> _How to complete this task_: Below are the records; restate word for word the lines from the first through the one containing "Version 2.0 (the", and only those.

• • • • • • •

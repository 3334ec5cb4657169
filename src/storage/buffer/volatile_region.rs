// Licensed to the Apache Software Foundation (ASF) under one
// or more contributor license agreements.  See the NOTICE file
// distributed with this work for additional information
// regarding copyright ownership.  The ASF licenses this file
// to you under the Apache License, Version 2.0 (the
// "License"); you may not use this file except in compliance
// with the License.  You may obtain a copy of the License at
//
//   http://www.apache.org/licenses/LICENSE-2.0
//
// Unless required by applicable law or agreed to in writing,
// software distributed under the License is distributed on an
// "AS IS" BASIS, WITHOUT WARRANTIES OR CONDITIONS OF ANY
// KIND, either express or implied.  See the License for the
// specific language governing permissions and limitations
// under the License.
//! Contiguous virtual-address slab holding the pages of one size class.
//!
//! The reservation is mapped inaccessible up front; a page becomes readable
//! and writable only while resident (`unprotect_page`) and is re-protected
//! on eviction, so a use-after-evict crashes instead of corrupting memory.

use std::io;

use crate::common::ids::NodeId;
#[cfg(target_os = "linux")]
use crate::novarise_logging::debug;
use crate::storage::buffer::frame::Frame;
use crate::storage::buffer::page_id::{PageId, PageSizeClass};

pub struct VolatileRegion {
    size_class: PageSizeClass,
    base: *mut u8,
    mapped_bytes: usize,
    capacity_pages: usize,
    frames: Vec<Frame>,
}

// The raw base pointer is only dereferenced through page addresses handed
// out under frame locking; the slab itself is append-only after new().
unsafe impl Send for VolatileRegion {}
unsafe impl Sync for VolatileRegion {}

impl VolatileRegion {
    /// Reserve `virtual_bytes` of inaccessible address space partitioned
    /// into pages of the given class.
    pub fn new(size_class: PageSizeClass, virtual_bytes: usize) -> io::Result<Self> {
        let page_bytes = size_class.bytes();
        let capacity_pages = (virtual_bytes / page_bytes).max(1);
        let mapped_bytes = capacity_pages * page_bytes;

        let base = reserve_address_space(mapped_bytes)?;
        let frames = (0..capacity_pages).map(|_| Frame::new()).collect();
        Ok(Self {
            size_class,
            base,
            mapped_bytes,
            capacity_pages,
            frames,
        })
    }

    pub fn size_class(&self) -> PageSizeClass {
        self.size_class
    }

    pub fn capacity_pages(&self) -> usize {
        self.capacity_pages
    }

    fn page_offset(&self, page_id: PageId) -> usize {
        debug_assert!(page_id.valid());
        debug_assert_eq!(page_id.size_class(), self.size_class);
        debug_assert!((page_id.index() as usize) < self.capacity_pages);
        page_id.index() as usize * self.size_class.bytes()
    }

    pub fn page_address(&self, page_id: PageId) -> *mut u8 {
        unsafe { self.base.add(self.page_offset(page_id)) }
    }

    pub fn frame(&self, page_id: PageId) -> &Frame {
        debug_assert_eq!(page_id.size_class(), self.size_class);
        &self.frames[page_id.index() as usize]
    }

    /// Reverse lookup from an address inside the slab to its page id.
    pub fn find_page(&self, ptr: *const u8) -> Option<PageId> {
        let base = self.base as usize;
        let addr = ptr as usize;
        if addr < base || addr >= base + self.mapped_bytes {
            return None;
        }
        let index = (addr - base) / self.size_class.bytes();
        Some(PageId::new(self.size_class, index as u64))
    }

    /// Make the page accessible. Requires the caller to hold the page's
    /// frame exclusively (or be its loader).
    pub fn unprotect_page(&self, page_id: PageId) {
        protect_range(
            self.page_address(page_id),
            self.size_class.bytes(),
            true,
        );
    }

    /// Guard-page trick: any later access to the page crashes, catching
    /// use-after-evict across the allocator boundary.
    pub fn protect_page(&self, page_id: PageId) {
        protect_range(
            self.page_address(page_id),
            self.size_class.bytes(),
            false,
        );
    }

    /// Ask the OS to place the page's memory on the given NUMA node.
    /// Best-effort: unsupported platforms and failures are ignored.
    pub fn mbind_to_numa_node(&self, page_id: PageId, node_id: NodeId) {
        mbind_range(
            self.page_address(page_id),
            self.size_class.bytes(),
            node_id,
        );
    }

    /// The page's bytes for write-back.
    ///
    /// # Safety
    /// The caller must hold the frame exclusively and the page must be
    /// unprotected.
    pub(crate) unsafe fn page_slice(&self, page_id: PageId) -> &[u8] {
        std::slice::from_raw_parts(self.page_address(page_id), self.size_class.bytes())
    }

    /// The page's bytes for loading.
    ///
    /// # Safety
    /// The caller must be the page's loader and the page must be
    /// unprotected.
    #[allow(clippy::mut_from_ref)]
    pub(crate) unsafe fn page_slice_mut(&self, page_id: PageId) -> &mut [u8] {
        std::slice::from_raw_parts_mut(self.page_address(page_id), self.size_class.bytes())
    }
}

impl Drop for VolatileRegion {
    fn drop(&mut self) {
        release_address_space(self.base, self.mapped_bytes);
    }
}

#[cfg(unix)]
fn reserve_address_space(bytes: usize) -> io::Result<*mut u8> {
    let addr = unsafe {
        libc::mmap(
            std::ptr::null_mut(),
            bytes,
            libc::PROT_NONE,
            libc::MAP_PRIVATE | libc::MAP_ANONYMOUS | libc::MAP_NORESERVE,
            -1,
            0,
        )
    };
    if addr == libc::MAP_FAILED {
        return Err(io::Error::last_os_error());
    }
    Ok(addr as *mut u8)
}

#[cfg(unix)]
fn release_address_space(base: *mut u8, bytes: usize) {
    unsafe {
        libc::munmap(base as *mut libc::c_void, bytes);
    }
}

#[cfg(unix)]
fn protect_range(addr: *mut u8, bytes: usize, accessible: bool) {
    let prot = if accessible {
        libc::PROT_READ | libc::PROT_WRITE
    } else {
        libc::PROT_NONE
    };
    let rc = unsafe { libc::mprotect(addr as *mut libc::c_void, bytes, prot) };
    debug_assert_eq!(rc, 0, "mprotect failed: {}", io::Error::last_os_error());
}

#[cfg(not(unix))]
fn reserve_address_space(bytes: usize) -> io::Result<*mut u8> {
    let layout = std::alloc::Layout::from_size_align(bytes, 4096)
        .map_err(|e| io::Error::new(io::ErrorKind::InvalidInput, e))?;
    let addr = unsafe { std::alloc::alloc_zeroed(layout) };
    if addr.is_null() {
        return Err(io::Error::new(
            io::ErrorKind::OutOfMemory,
            "region allocation failed",
        ));
    }
    Ok(addr)
}

#[cfg(not(unix))]
fn release_address_space(base: *mut u8, bytes: usize) {
    let layout = std::alloc::Layout::from_size_align(bytes, 4096).expect("region layout");
    unsafe { std::alloc::dealloc(base, layout) };
}

#[cfg(not(unix))]
fn protect_range(_addr: *mut u8, _bytes: usize, _accessible: bool) {
    // No page-protection support; use-after-evict goes undetected here.
}

#[cfg(target_os = "linux")]
fn mbind_range(addr: *mut u8, bytes: usize, node_id: NodeId) {
    const MPOL_PREFERRED: libc::c_long = 1;
    if node_id.as_u32() >= 64 {
        return;
    }
    let nodemask: u64 = 1u64 << node_id.as_u32();
    let rc = unsafe {
        libc::syscall(
            libc::SYS_mbind,
            addr as libc::c_long,
            bytes,
            MPOL_PREFERRED,
            &nodemask as *const u64,
            64usize,
            0usize,
        )
    };
    if rc != 0 {
        debug!(
            "mbind to node {} failed: {}",
            node_id,
            io::Error::last_os_error()
        );
    }
}

#[cfg(not(target_os = "linux"))]
fn mbind_range(_addr: *mut u8, _bytes: usize, _node_id: NodeId) {}

#[cfg(test)]
mod tests {
    use super::*;

    #[test]
    fn page_addresses_do_not_alias() {
        let region =
            VolatileRegion::new(PageSizeClass::KiB4, 16 * 4096).expect("create region");
        assert_eq!(region.capacity_pages(), 16);
        let first = region.page_address(PageId::new(PageSizeClass::KiB4, 0)) as usize;
        let second = region.page_address(PageId::new(PageSizeClass::KiB4, 1)) as usize;
        assert_eq!(second - first, 4096);
    }

    #[test]
    fn find_page_inverts_page_address() {
        let region =
            VolatileRegion::new(PageSizeClass::KiB8, 8 * 8192).expect("create region");
        for index in [0u64, 3, 7] {
            let page_id = PageId::new(PageSizeClass::KiB8, index);
            let addr = region.page_address(page_id);
            assert_eq!(region.find_page(addr), Some(page_id));
            // An interior pointer resolves to the same page.
            assert_eq!(region.find_page(unsafe { addr.add(100) }), Some(page_id));
        }
        let outside = region.page_address(PageId::new(PageSizeClass::KiB8, 7));
        assert_eq!(region.find_page(unsafe { outside.add(8192) }), None);
    }

    #[test]
    fn unprotected_page_is_readable_and_writable() {
        let region =
            VolatileRegion::new(PageSizeClass::KiB4, 4 * 4096).expect("create region");
        let page_id = PageId::new(PageSizeClass::KiB4, 2);
        region.unprotect_page(page_id);
        let slice = unsafe { region.page_slice_mut(page_id) };
        slice[0] = 0xAB;
        slice[4095] = 0xCD;
        assert_eq!(slice[0], 0xAB);
        assert_eq!(slice[4095], 0xCD);
        region.protect_page(page_id);
    }
}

• • • • • • •

> _Response below_:
repository 3334ec5cb4657169
filename src/storage/buffer/volatile_region.rs
// Licensed to the Apache Software Foundation (ASF) under one
// or more contributor license agreements.  See the NOTICE file
// distributed with this work for additional information
// regarding copyright ownership.  The ASF licenses this file
// to you under the Apache License, Version 2.0 (the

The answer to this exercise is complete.